I held Erica’s hand and joined in the small talk whilst I patiently waited for the waiter to serve me my lavender scented chamomile, or 2nd child and 3rd child, I was confused with the casualness of it all but yet strangely, reassured. I really do love Dr Tan’s professional manner, all through the pregnancy and delivery. He has this air of calm dignity and confidence which just inspires confidence in turn and reassurance. If I ever get pregnant, he’ll be the one I want doing the delivery. I decided it was now or never that I raise the topic of photography, to which he answered that I could take a photo when he pulled the baby out. This is similar to what Dr Chow said during Karissa’s delivery.
And so snip snip slice slice laser laser….. it all happened so quickly, partially due to the casual banter going back and forth. I kinda anticipated some suspense or silent built up to the main event, like a drumroll so to speak, where conversation would cease as Dr Copperfield got ready to pull a screaming baby out of a hat, but no. He just kept talking and then said the baby is coming and voila! Katelyn! My camera was held up with the video rolling, but I used my thumb to hide the display and feathered the shutter button to give the impression I was taking photos instead of a video. I tracked Kately to her prep table and then back to Erica when Dr Tan announced Tristan’s arrival.
It was a moment of sheer wonder, but still different from when Karissa was born. Sure my heart was bursting with joy and love and all that, but there was still this strong novelty aspect of it that made me smile. I mean… twins! Damn. Erica cried, because she’s soppy like that. I just couldn’t stop smiling like an idiot at the fact that Erica carried 2 little people inside her for so long, and finally they are here. Calling it surreal just doesn’t cut it. After the obligatory post delivery photo taking shenanigans with proud father and teary eyed mother, I was told that I needed to exit with the twins while they sew mummy back up.
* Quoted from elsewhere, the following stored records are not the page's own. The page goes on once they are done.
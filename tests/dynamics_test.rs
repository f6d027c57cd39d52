use rand::SeedableRng;
use rand_chacha::ChaCha20Rng;
use sarscan::dynamics::{
    self, HorizonPolicy, SimParams, ThresholdComparison, TransmissionMode,
};
use sarscan::graph::Graph;

fn base_params(max_time: usize) -> SimParams {
    SimParams {
        alpha: 0.3,
        lambda: 0.5,
        activist_fraction: 0.2,
        threshold_low: 1,
        threshold_high: 4,
        initial_fraction: 0.05,
        gamma: 0.3,
        max_time,
        transmission: TransmissionMode::Unconditional,
        comparison: ThresholdComparison::Strict,
        horizon: HorizonPolicy::EarlyStop,
    }
}

fn path_graph(n: u32) -> Graph {
    let pairs: Vec<(u32, u32)> = (0..n - 1).map(|i| (i, i + 1)).collect();
    Graph::from_edges(n as usize, &pairs)
}

#[test]
fn census_conserves_population_and_has_full_length() {
    let mut rng = ChaCha20Rng::seed_from_u64(21);
    let g = Graph::erdos_renyi(&mut rng, 200, 8.0);
    let census = dynamics::run(&g, &base_params(50), &mut rng);

    assert_eq!(census.len(), 51, "census must have max_time + 1 rows");
    for t in 0..census.len() {
        let (s, aa, ab, ra, rb) = census.row(t);
        assert_eq!(
            s + aa + ab + ra + rb,
            200,
            "compartments must sum to n at t = {t}"
        );
    }
}

#[test]
fn recovered_grows_and_susceptible_shrinks() {
    let mut rng = ChaCha20Rng::seed_from_u64(22);
    let g = Graph::erdos_renyi(&mut rng, 300, 10.0);
    let census = dynamics::run(&g, &base_params(80), &mut rng);

    for t in 1..census.len() {
        assert!(
            census.recovered_a[t] >= census.recovered_a[t - 1],
            "recovered A dropped at t = {t}"
        );
        assert!(
            census.recovered_b[t] >= census.recovered_b[t - 1],
            "recovered B dropped at t = {t}"
        );
        assert!(
            census.susceptible[t] <= census.susceptible[t - 1],
            "susceptible grew at t = {t}"
        );
    }
}

#[test]
fn frozen_parameters_leave_susceptibles_untouched() {
    // alpha = 0 kills the global field, lambda = 0 under gating kills peer
    // influence, p = 0 puts every vertex in the high-threshold class.
    let mut rng = ChaCha20Rng::seed_from_u64(23);
    let g = Graph::erdos_renyi(&mut rng, 100, 6.0);
    let params = SimParams {
        alpha: 0.0,
        lambda: 0.0,
        activist_fraction: 0.0,
        initial_fraction: 0.05,
        gamma: 0.5,
        transmission: TransmissionMode::Gated,
        horizon: HorizonPolicy::FixedHorizon,
        ..base_params(40)
    };
    let census = dynamics::run(&g, &params, &mut rng);

    let init = 5u32;
    assert_eq!(census.row(0), (95, 0, init, 0, 0));
    for t in 0..census.len() {
        let (s, aa, ab, _, rb) = census.row(t);
        assert_eq!(s, 95, "no adoption path exists, S must stay constant");
        assert_eq!(aa, 0, "p = 0 assigns every initial adopter to B");
        assert_eq!(ab + rb, init, "adopted B only drains into recovered B");
        if t > 0 {
            assert!(census.adopted_b[t] <= census.adopted_b[t - 1]);
        }
    }
}

#[test]
fn gamma_one_recovers_every_adopter_after_one_step() {
    let mut rng = ChaCha20Rng::seed_from_u64(24);
    let g = Graph::erdos_renyi(&mut rng, 250, 8.0);
    let params = SimParams {
        alpha: 0.6,
        gamma: 1.0,
        initial_fraction: 0.04,
        horizon: HorizonPolicy::FixedHorizon,
        ..base_params(60)
    };
    let census = dynamics::run(&g, &params, &mut rng);

    for t in 1..census.len() {
        assert_eq!(
            census.recovered_a[t],
            census.recovered_a[t - 1] + census.adopted_a[t - 1],
            "every A adopter must recover exactly one step later (t = {t})"
        );
        assert_eq!(
            census.recovered_b[t],
            census.recovered_b[t - 1] + census.adopted_b[t - 1],
            "every B adopter must recover exactly one step later (t = {t})"
        );
    }
}

#[test]
fn early_stop_tail_replicates_the_stopping_row() {
    // One initial adopter, no global field, strict threshold of 1 with a
    // single informer available: adoption dies at t = 1 and the tail must be
    // a pure copy of that row.
    let mut rng = ChaCha20Rng::seed_from_u64(25);
    let g = Graph::erdos_renyi(&mut rng, 100, 6.0);
    let params = SimParams {
        alpha: 0.0,
        activist_fraction: 0.0,
        initial_fraction: 0.01,
        gamma: 1.0,
        ..base_params(30)
    };
    let census = dynamics::run(&g, &params, &mut rng);

    assert_eq!(census.len(), 31);
    assert_eq!(census.row(1), (99, 0, 0, 0, 1));
    for t in 2..census.len() {
        assert_eq!(census.row(t), census.row(1), "tail row {t} differs");
    }
}

#[test]
fn strict_comparison_blocks_spread_on_a_path() {
    // Every vertex is an activist with threshold 1. On a path a susceptible
    // vertex can hear from at most one adopted side at a time, so a strict
    // crossing (count > 1) never fires and the single seed stays alone.
    let g = path_graph(50);
    let params = SimParams {
        alpha: 0.0,
        activist_fraction: 1.0,
        initial_fraction: 0.02,
        gamma: 0.0,
        horizon: HorizonPolicy::FixedHorizon,
        ..base_params(60)
    };
    let mut rng = ChaCha20Rng::seed_from_u64(26);
    let census = dynamics::run(&g, &params, &mut rng);

    for t in 0..census.len() {
        assert_eq!(census.adopted_a[t], 1, "strict crossing must not spread");
    }
}

#[test]
fn at_least_comparison_sweeps_the_whole_path() {
    let g = path_graph(50);
    let params = SimParams {
        alpha: 0.0,
        activist_fraction: 1.0,
        initial_fraction: 0.02,
        gamma: 0.0,
        comparison: ThresholdComparison::AtLeast,
        horizon: HorizonPolicy::FixedHorizon,
        ..base_params(60)
    };
    let mut rng = ChaCha20Rng::seed_from_u64(27);
    let census = dynamics::run(&g, &params, &mut rng);

    assert_eq!(
        census.adopted_a[60], 50,
        "count >= 1 must carry adoption across the whole path"
    );
    assert_eq!(census.susceptible[60], 0);
}

#[test]
fn gated_transmission_with_zero_lambda_never_spreads() {
    let g = path_graph(40);
    let params = SimParams {
        alpha: 0.0,
        lambda: 0.0,
        activist_fraction: 1.0,
        initial_fraction: 0.025,
        gamma: 0.0,
        transmission: TransmissionMode::Gated,
        comparison: ThresholdComparison::AtLeast,
        horizon: HorizonPolicy::FixedHorizon,
        ..base_params(30)
    };
    let mut rng = ChaCha20Rng::seed_from_u64(28);
    let census = dynamics::run(&g, &params, &mut rng);

    for t in 0..census.len() {
        assert_eq!(census.adopted_a[t], 1, "lambda = 0 must gate every edge");
    }
}
use rand::SeedableRng;
use rand_chacha::ChaCha20Rng;

/// Per-worker deterministic RNG: splitmix64 mixing of a master seed and the
/// worker index, so parallel sweep rows get independent reproducible streams.
pub fn worker_rng(master: u64, worker_id: usize) -> ChaCha20Rng {
    let mut x = master ^ ((worker_id as u64).wrapping_mul(0x9E3779B97F4A7C15));
    x = (x ^ (x >> 30)).wrapping_mul(0xBF58476D1CE4E5B9);
    x = (x ^ (x >> 27)).wrapping_mul(0x94D049BB133111EB);
    x ^= x >> 31;
    ChaCha20Rng::seed_from_u64(x)
}
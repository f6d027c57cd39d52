//! CSV writers for sweep results and the parameters record.
//!
//! Layout matches the downstream analysis tooling: per batch, one file per
//! compartment (`s_all_results<batch>.csv`, `aa_...`, `ab_...`, `ra_...`,
//! `rb_...`) holding a single `value` column in nested α, λ, repeat, time
//! order, plus one `parameters.csv` written once per sweep.

use crate::config::SweepConfig;
use crate::dynamics::{HorizonPolicy, ThresholdComparison, TransmissionMode};
use crate::sweep::{BatchResult, ResultTensor};
use csv::WriterBuilder;
use std::path::Path;

fn write_tensor_csv(path: &Path, tensor: &ResultTensor) -> Result<(), csv::Error> {
    let mut wtr = WriterBuilder::new().from_path(path)?;
    wtr.write_record(["value"])?;
    let (n_alpha, n_lambda, n_rep, n_time) = tensor.dims();
    for a in 0..n_alpha {
        for l in 0..n_lambda {
            for rep in 0..n_rep {
                for t in 0..n_time {
                    wtr.write_record([tensor.get(a, l, rep, t).to_string()])?;
                }
            }
        }
    }
    wtr.flush()?;
    Ok(())
}

/// Write the five compartment tensors of one batch into `dir`.
pub fn write_batch_csv(dir: &Path, batch: usize, result: &BatchResult) -> Result<(), csv::Error> {
    let files = [
        ("s", &result.susceptible),
        ("aa", &result.adopted_a),
        ("ab", &result.adopted_b),
        ("ra", &result.recovered_a),
        ("rb", &result.recovered_b),
    ];
    for (tag, tensor) in files {
        let path = dir.join(format!("{tag}_all_results{batch}.csv"));
        write_tensor_csv(&path, tensor)?;
    }
    Ok(())
}

/// One `Parameter,Type,Value` record per sweep setting.
pub fn write_parameters_csv(
    path: &Path,
    cfg: &SweepConfig,
    alpha_values: &[f64],
    lambda_values: &[f64],
) -> Result<(), csv::Error> {
    let mut wtr = WriterBuilder::new().from_path(path)?;
    wtr.write_record(["Parameter", "Type", "Value"])?;

    let transmission = match cfg.transmission {
        TransmissionMode::Unconditional => "unconditional",
        TransmissionMode::Gated => "gated",
    };
    let comparison = match cfg.comparison {
        ThresholdComparison::Strict => "strict",
        ThresholdComparison::AtLeast => "at-least",
    };
    let horizon = match cfg.horizon {
        HorizonPolicy::FixedHorizon => "fixed",
        HorizonPolicy::EarlyStop => "early-stop",
    };

    let rows: Vec<(&str, &str, String)> = vec![
        ("Network", "String", "ER".to_string()),
        ("numVertices", "Integer", cfg.n_vertices.to_string()),
        ("averageDegree", "Double", cfg.average_degree.to_string()),
        ("maxTime", "Integer", cfg.max_time.to_string()),
        ("batches", "Integer", cfg.batches.to_string()),
        ("iterations", "Integer", cfg.total_repeats().to_string()),
        ("p", "Double", cfg.activist_fraction.to_string()),
        (
            "thresholdPair",
            "String",
            format!("[{}, {}]", cfg.threshold_low, cfg.threshold_high),
        ),
        (
            "initialAdoptionRate",
            "Double",
            cfg.initial_fraction.to_string(),
        ),
        ("gamma", "Double", cfg.gamma.to_string()),
        ("transmissionMode", "String", transmission.to_string()),
        ("thresholdComparison", "String", comparison.to_string()),
        ("horizonPolicy", "String", horizon.to_string()),
        ("lambdaValues", "String", format_grid(lambda_values)),
        ("alphaValues", "String", format_grid(alpha_values)),
    ];
    for (name, ty, value) in rows {
        wtr.write_record([name, ty, value.as_str()])?;
    }
    wtr.flush()?;
    Ok(())
}

fn format_grid(values: &[f64]) -> String {
    let joined = values
        .iter()
        .map(|v| v.to_string())
        .collect::<Vec<_>>()
        .join(", ");
    format!("[{joined}]")
}
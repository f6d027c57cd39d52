pub mod config;
pub mod dynamics;
pub mod graph;
pub mod output;
pub mod sweep;
pub mod utils;
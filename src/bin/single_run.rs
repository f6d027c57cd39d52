//! Run one contagion realization on one connected network and print the
//! census, for eyeballing dynamics before committing to a full sweep.

use clap::Parser;
use rand::SeedableRng;
use rand_pcg::Pcg64;
use sarscan::dynamics::{self, HorizonPolicy, SimParams, ThresholdComparison, TransmissionMode};
use sarscan::graph;

#[derive(Parser)]
struct Cli {
    #[arg(long, short, default_value = "1000")]
    nodes: usize,

    #[arg(long, default_value = "10.0")]
    degree: f64,

    #[arg(long, default_value = "100")]
    max_time: usize,

    #[arg(long, default_value = "0.5")]
    alpha: f64,

    #[arg(long, default_value = "0.5")]
    lambda: f64,

    #[arg(long, default_value = "0.2")]
    activists: f64,

    #[arg(long, default_value = "0.01")]
    initial_fraction: f64,

    #[arg(long, default_value = "1.0")]
    gamma: f64,

    #[arg(long, default_value = "42")]
    seed: u64,

    /// Gate peer influence by a per-edge λ draw
    #[arg(long)]
    gated: bool,

    #[arg(long, default_value = "1000")]
    max_graph_attempts: usize,
}

fn main() {
    let cli = Cli::parse();
    let mut rng = Pcg64::seed_from_u64(cli.seed);

    let g = graph::generate_connected(&mut rng, cli.nodes, cli.degree, cli.max_graph_attempts)
        .expect("no connected graph within the attempt budget");
    println!("# n = {}, m = {}", g.n(), g.m());

    let params = SimParams {
        alpha: cli.alpha,
        lambda: cli.lambda,
        activist_fraction: cli.activists,
        threshold_low: 1,
        threshold_high: 4,
        initial_fraction: cli.initial_fraction,
        gamma: cli.gamma,
        max_time: cli.max_time,
        transmission: if cli.gated {
            TransmissionMode::Gated
        } else {
            TransmissionMode::Unconditional
        },
        comparison: ThresholdComparison::Strict,
        horizon: HorizonPolicy::EarlyStop,
    };

    let census = dynamics::run(&g, &params, &mut rng);
    println!("t,susceptible,adopted_a,adopted_b,recovered_a,recovered_b");
    for t in 0..census.len() {
        let (s, aa, ab, ra, rb) = census.row(t);
        println!("{t},{s},{aa},{ab},{ra},{rb}");
    }
}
And so we left together, proud Daddy with his brand spanking new son and daughter for the weigh-in and clean up. We weighed and measured the bubs, I got my first solo photo taken with them, and off they went to the nursery to get cleaned up while I went to our room to wait for everyone. The nurse told me Erica would be along in 30mins. In the meantime, I got straight onto instagramming and Facebooking the newborn pics like a teenage girl. 30 minutes passed… no wife. 60 minutes passed… no wife. 90 minutes passed… no wife. I was starting to get worried about what had happened and all sorts of crazy thoughts started to enter my mind. I asked the nurse if there had been any problems and if Erica would be here soon, and she said yes.
I waited a little while longer and just as I was about to leave to room to investigate the situation, in she came. Apparently there was just a small issue where she was bleeding more than usual or something like that, but it was all okay in the end. And that is basically the delivery story. The tone of my recount is somewhat different from that of what I wrote for Karissa, because it felt different and till now, continues to be so. My emotional connection to the twins is very different and hard to explain than that to Karissa, but I think I’ll need to dedicate a post to that as it’s a rather complicated issue.